- Opening Delimiter -
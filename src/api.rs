//! Keep-alive HTTP surface for the hosting platform, plus a small status view.

use std::sync::Arc;

use axum::{extract::State, routing::get, Json, Router};
use tower_http::cors::CorsLayer;

use crate::config::Settings;
use crate::dedup::DedupCache;

pub const RUNNING_BANNER: &str = "Crypto News Sentinel is running.";

#[derive(Clone)]
pub struct AppState {
    pub settings: Arc<Settings>,
    pub cache: Arc<DedupCache>,
}

pub fn create_router(state: AppState) -> Router {
    Router::new()
        .route("/", get(|| async { RUNNING_BANNER }))
        .route("/health", get(|| async { "ok" }))
        .route("/status", get(status))
        .layer(CorsLayer::permissive())
        .with_state(state)
}

#[derive(serde::Serialize)]
struct StatusOut {
    running: bool,
    dedup_entries: usize,
    symbols: Vec<String>,
    threshold: i32,
    max_per_batch: usize,
    recency_minutes: i64,
}

async fn status(State(state): State<AppState>) -> Json<StatusOut> {
    Json(StatusOut {
        running: true,
        dedup_entries: state.cache.len().await,
        symbols: state.settings.symbols.clone(),
        threshold: state.settings.scoring.threshold,
        max_per_batch: state.settings.notify.max_per_batch,
        recency_minutes: state.settings.recency.max_age_minutes,
    })
}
- Closing Delimiter -
Only the lines from the start of the material through the line containing "#[derive(Clone)]" belong in the answer, each copied exactly.

* _Response area_
filename src/api.rs
//! Keep-alive HTTP surface for the hosting platform, plus a small status view.

use std::sync::Arc;

use axum::{extract::State, routing::get, Json, Router};
use tower_http::cors::CorsLayer;

use crate::config::Settings;
use crate::dedup::DedupCache;

pub const RUNNING_BANNER: &str = "Crypto News Sentinel is running.";

#[derive(Clone)]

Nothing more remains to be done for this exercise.